The federal government also said that the unemployment rate rose to 3.8%.
The Labor Department also reported that US average hourly wages rose 0.2% in August compared to the previous month. Wages were also up 4.3% compared to a year ago.
News of the rise in unemployment and the drops in wages sent stocks spiking in premarket activity as traders bet on a lower likelihood that the Federal Reserve will hike interest rates at its next policy meeting.
“We are beginning to see this slow glide into a cooler labor market,’’ said Becky Frankiewicz, chief commercial officer at the employment firm ManpowerGroup.
“Make no mistake: Demand is cooling off. … But it’s not a freefall.’’
Manufacturing payrolls rose by 16,000 compared to the previous month, according to Labor Department data.
The latest sign that the pace of hiring is losing some momentum — without going into a nosedive — would be welcomed by the Federal Reserve, which has been trying to tame inflation with a series of 11 interest rate hikes.
The Fed is hoping to achieve a rare “soft landing,” in which it would manage to slow hiring and growth enough to cool price increases without tipping the world’s largest economy into a recession.
Economists have long been skeptical that the Fed’s policymakers would succeed.
But optimism has been growing.
Since peaking at 9.1% in June 2022, year-over-year inflation has dropped more or less steadily.
It was 3.2% in July.
But the economy, though growing more slowly than it did during the boom that followed the pandemic recession of 2020, has defied the squeeze of increasingly high borrowing costs.
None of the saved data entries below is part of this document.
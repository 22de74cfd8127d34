// Example: a selectable, reorderable inbox driven by keyboard and pointer input.
use collection_view::{
    BindContext, CollectionViewEvent, CollectionViewOptions, IdentifiedVec, ItemFactory,
    ListView, ListViewController, MemoryViewDataStore, NavigationMove, PointerContext,
    PointerEvent, Reorderable, Selectable, SelectionType, VirtualizedWindow,
};
use collection_virtualizer::{CollectionError, ItemElement};

#[derive(Debug, Default)]
struct Row {
    text: String,
    visible: bool,
}

impl ItemElement for Row {
    fn set_visible(&mut self, visible: bool) {
        self.visible = visible;
    }

    fn set_fixed_height(&mut self, _height: Option<u32>) {}
}

struct Subjects;

impl ItemFactory<String> for Subjects {
    type Element = Row;

    fn make_item(&mut self) -> Row {
        Row::default()
    }

    fn bind_item(&mut self, row: &mut Row, subject: &String, cx: &BindContext) {
        let marker = if cx.selected { '*' } else { ' ' };
        row.text = format!("{marker} {subject}");
    }
}

fn print_rows(view: &ListView<IdentifiedVec<String>, Subjects>) {
    for row in view.active_items().iter().filter(|r| r.is_bound()) {
        println!("  {}", row.element().text);
    }
}

fn main() -> Result<(), CollectionError> {
    let subjects: IdentifiedVec<String> = (0..500).map(|i| format!("message {i}")).collect();
    let options = CollectionViewOptions::default()
        .with_item_height(24)
        .with_selection_type(SelectionType::Multiple)
        .with_reorderable(true)
        .with_view_data_key("inbox");
    let mut view = ListView::new(ListViewController::new(subjects), Subjects, options)?;
    view.resize(120);

    view.handle_navigation(NavigationMove::Next, false);
    view.handle_navigation(NavigationMove::Next, true);
    view.handle_navigation(NavigationMove::Next, true);
    println!("selected={:?}", view.selected_indices());
    print_rows(&view);

    // Drag the first row below the third one.
    let mut cx = PointerContext::new();
    view.on_pointer_down(&mut cx, PointerEvent::new(0, 4.0));
    view.on_pointer_move(&mut cx, PointerEvent::new(0, 40.0));
    println!("dragging={:?}", view.dragged_index());
    let moved = view.on_pointer_up(&mut cx, PointerEvent::new(0, 60.0))?;
    println!("moved={moved}");
    print_rows(&view);

    view.remove_items(&[4, 1])?;
    view.handle_navigation(NavigationMove::Last, false);
    println!(
        "offset={} first_visible={}",
        view.scroll_offset(),
        view.first_visible_index()
    );

    let mut store = MemoryViewDataStore::new();
    view.save_view_data(&mut store);

    for event in view.take_events() {
        if let CollectionViewEvent::SelectionChanged { ids, .. } = event {
            println!("selection changed: ids={ids:?}");
        }
    }
    Ok(())
}
use alloc::vec::Vec;

use crate::{ItemBinder, ItemElement, ItemId};

/// A pooled row: one visual element, bound to at most one data index at a time.
///
/// The element is created once and never replaced; only its binding changes.
#[derive(Debug)]
pub struct ReusableItem<E> {
    index: Option<usize>,
    id: Option<ItemId>,
    element: E,
    is_drag_ghost: bool,
}

impl<E> ReusableItem<E> {
    fn new(element: E) -> Self {
        Self {
            index: None,
            id: None,
            element,
            is_drag_ghost: false,
        }
    }

    /// Bound data index; `None` while hidden or unbound.
    pub fn index(&self) -> Option<usize> {
        self.index
    }

    pub fn id(&self) -> Option<ItemId> {
        self.id
    }

    pub fn element(&self) -> &E {
        &self.element
    }

    pub fn element_mut(&mut self) -> &mut E {
        &mut self.element
    }

    pub fn is_drag_ghost(&self) -> bool {
        self.is_drag_ghost
    }

    pub fn is_bound(&self) -> bool {
        self.index.is_some()
    }
}

impl<E: ItemElement> ReusableItem<E> {
    /// Binds the row to `index`, or hides it when `index` is past the end of the collection.
    ///
    /// Returns `true` when a bind callback ran.
    pub(crate) fn setup(
        &mut self,
        index: usize,
        fixed_height: Option<u32>,
        binder: &mut dyn ItemBinder<E>,
    ) -> bool {
        if index >= binder.item_count() {
            self.hide(binder);
            return false;
        }
        self.element.set_visible(true);
        let id = binder.item_id(index);
        if self.index == Some(index) && self.id == Some(id) {
            return false;
        }
        self.unbind(binder);
        self.index = Some(index);
        self.id = Some(id);
        self.element.set_fixed_height(fixed_height);
        binder.bind_item(&mut self.element, index);
        true
    }

    pub(crate) fn unbind(&mut self, binder: &mut dyn ItemBinder<E>) {
        if let Some(old) = self.index.take() {
            binder.unbind_item(&mut self.element, old);
        }
        self.id = None;
    }

    pub(crate) fn hide(&mut self, binder: &mut dyn ItemBinder<E>) {
        self.unbind(binder);
        self.set_drag_ghost(false);
        self.element.set_visible(false);
    }

    pub(crate) fn set_drag_ghost(&mut self, ghost: bool) {
        if self.is_drag_ghost == ghost {
            return;
        }
        self.is_drag_ghost = ghost;
        self.element.set_drag_ghost(ghost);
    }
}

/// Recycler for row elements.
///
/// Released rows keep their element alive so the next `acquire` can reuse it immediately.
#[derive(Debug)]
pub struct ItemPool<E> {
    free: Vec<ReusableItem<E>>,
    created: usize,
}

impl<E> Default for ItemPool<E> {
    fn default() -> Self {
        Self {
            free: Vec::new(),
            created: 0,
        }
    }
}

impl<E: ItemElement> ItemPool<E> {
    pub fn new() -> Self {
        Self::default()
    }

    /// Number of elements currently instantiated (active + pooled).
    pub fn created(&self) -> usize {
        self.created
    }

    pub fn free_len(&self) -> usize {
        self.free.len()
    }

    /// Gets a recycled row or constructs one, and prepares it for attachment.
    pub fn acquire(&mut self, binder: &mut dyn ItemBinder<E>) -> ReusableItem<E> {
        let mut item = match self.free.pop() {
            Some(item) => item,
            None => {
                self.created += 1;
                vtrace!(created = self.created, "ItemPool: make_item");
                ReusableItem::new(binder.make_item())
            }
        };
        item.element.pre_attach();
        item
    }

    /// Unbinds and detaches `item`, keeping its element for reuse.
    pub fn release(&mut self, mut item: ReusableItem<E>, binder: &mut dyn ItemBinder<E>) {
        item.hide(binder);
        item.element.detach();
        self.free.push(item);
    }

    /// Destroys every pooled (released) element.
    pub fn destroy(&mut self, binder: &mut dyn ItemBinder<E>) {
        vdebug!(count = self.free.len(), "ItemPool: destroy");
        for item in self.free.drain(..) {
            binder.destroy_item(item.element);
            self.created -= 1;
        }
    }
}
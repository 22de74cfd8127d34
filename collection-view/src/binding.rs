use collection_virtualizer::{ItemBinder, ItemId, Selection};

use crate::{CollectionViewController, ItemFactory};

/// Bridges a view controller and an item factory into the binder the virtualizer drives.
pub(crate) struct Binding<'a, C, F> {
    controller: &'a C,
    factory: &'a mut F,
    selection: &'a Selection,
}

impl<'a, C, F> Binding<'a, C, F> {
    pub(crate) fn new(controller: &'a C, factory: &'a mut F, selection: &'a Selection) -> Self {
        Self {
            controller,
            factory,
            selection,
        }
    }
}

impl<C, F> ItemBinder<F::Element> for Binding<'_, C, F>
where
    C: CollectionViewController,
    F: ItemFactory<C::Item>,
{
    fn item_count(&self) -> usize {
        self.controller.item_count()
    }

    fn item_id(&self, index: usize) -> ItemId {
        self.controller
            .id_for_index(index)
            .unwrap_or(index as ItemId)
    }

    fn make_item(&mut self) -> F::Element {
        self.factory.make_item()
    }

    fn bind_item(&mut self, element: &mut F::Element, index: usize) {
        let Some(item) = self.controller.item(index) else {
            return;
        };
        let mut context = self.controller.bind_context(index);
        context.selected = self.selection.contains_id(context.id);
        self.factory.bind_item(element, item, &context);
    }

    fn unbind_item(&mut self, element: &mut F::Element, index: usize) {
        self.factory.unbind_item(element, index);
    }

    fn destroy_item(&mut self, element: F::Element) {
        self.factory.destroy_item(element);
    }
}
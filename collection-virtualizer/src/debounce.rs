/// A coalescing one-shot task driven by the host clock.
///
/// At most one run is pending. Scheduling while a run is pending pushes its due time back
/// instead of queueing a second run; `poll` fires the run once its due time has passed.
#[derive(Clone, Copy, Debug, Default, PartialEq, Eq)]
pub struct DebouncedTask {
    delay_ms: u64,
    due_ms: Option<u64>,
}

impl DebouncedTask {
    pub fn new(delay_ms: u64) -> Self {
        Self {
            delay_ms,
            due_ms: None,
        }
    }

    pub fn delay_ms(&self) -> u64 {
        self.delay_ms
    }

    pub fn set_delay_ms(&mut self, delay_ms: u64) {
        self.delay_ms = delay_ms;
    }

    pub fn is_pending(&self) -> bool {
        self.due_ms.is_some()
    }

    pub fn due_ms(&self) -> Option<u64> {
        self.due_ms
    }

    pub fn schedule(&mut self, now_ms: u64) {
        self.due_ms = Some(now_ms.saturating_add(self.delay_ms));
    }

    pub fn cancel(&mut self) -> bool {
        self.due_ms.take().is_some()
    }

    /// Returns `true` exactly once per scheduled run, when `now_ms` reaches the due time.
    pub fn poll(&mut self, now_ms: u64) -> bool {
        match self.due_ms {
            Some(due) if now_ms >= due => {
                self.due_ms = None;
                true
            }
            _ => false,
        }
    }
}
The gross domestic product — the economy’s total output of goods and services — rose at a respectable 2.1% annual rate from April to June.
Consumers continued to spend, and businesses increased their investments.
The Fed wants to see hiring decelerate because strong demand for workers tends to inflate wages and feed inflation.
So far, the job market has been cooling in the least painful way possible — with few layoffs.
The unemployment rate is expected to have stayed at 3.5% in August, barely above a 50-year low.
And the Labor Department reported Thursday that the number of Americans applying for unemployment benefits — a proxy for job cuts — fell for a third straight week.
“Employers aren’t wanting to let their existing talent go,’’ Frankiewicz said.
Instead of slashing jobs, companies are posting fewer openings — 8.8 million in July, the fewest since March 2021.
And American workers are less likely to leave their jobs in search of better pay, benefits and working conditions elsewhere.
In July, 3.5 million people quit their jobs, the fewest since Feb. 2021.
A lower pace of quits tends to ease pressure on companies to raise pay to keep their existing employees or to attract new ones.
Average hourly earnings aren’t growing as fast as they did last year, either. In March 2022, average wages were up 5.9% from a year earlier.
In August, they’re expected to be up just 4.4%, the same as in July.
Nancy Vanden Houten, lead US economist at Oxford Economics, noted, though, that annual average pay increases need to slow to around 3.5% to be consistent with the Fed’s 2% inflation target.
Still, economists and financial market analysts increasingly think the Fed may be done raising interest rates.
Nearly nine in 10 analysts surveyed by the CME Group expect the Fed to leave rates unchanged at its next meeting on Sept. 19-20.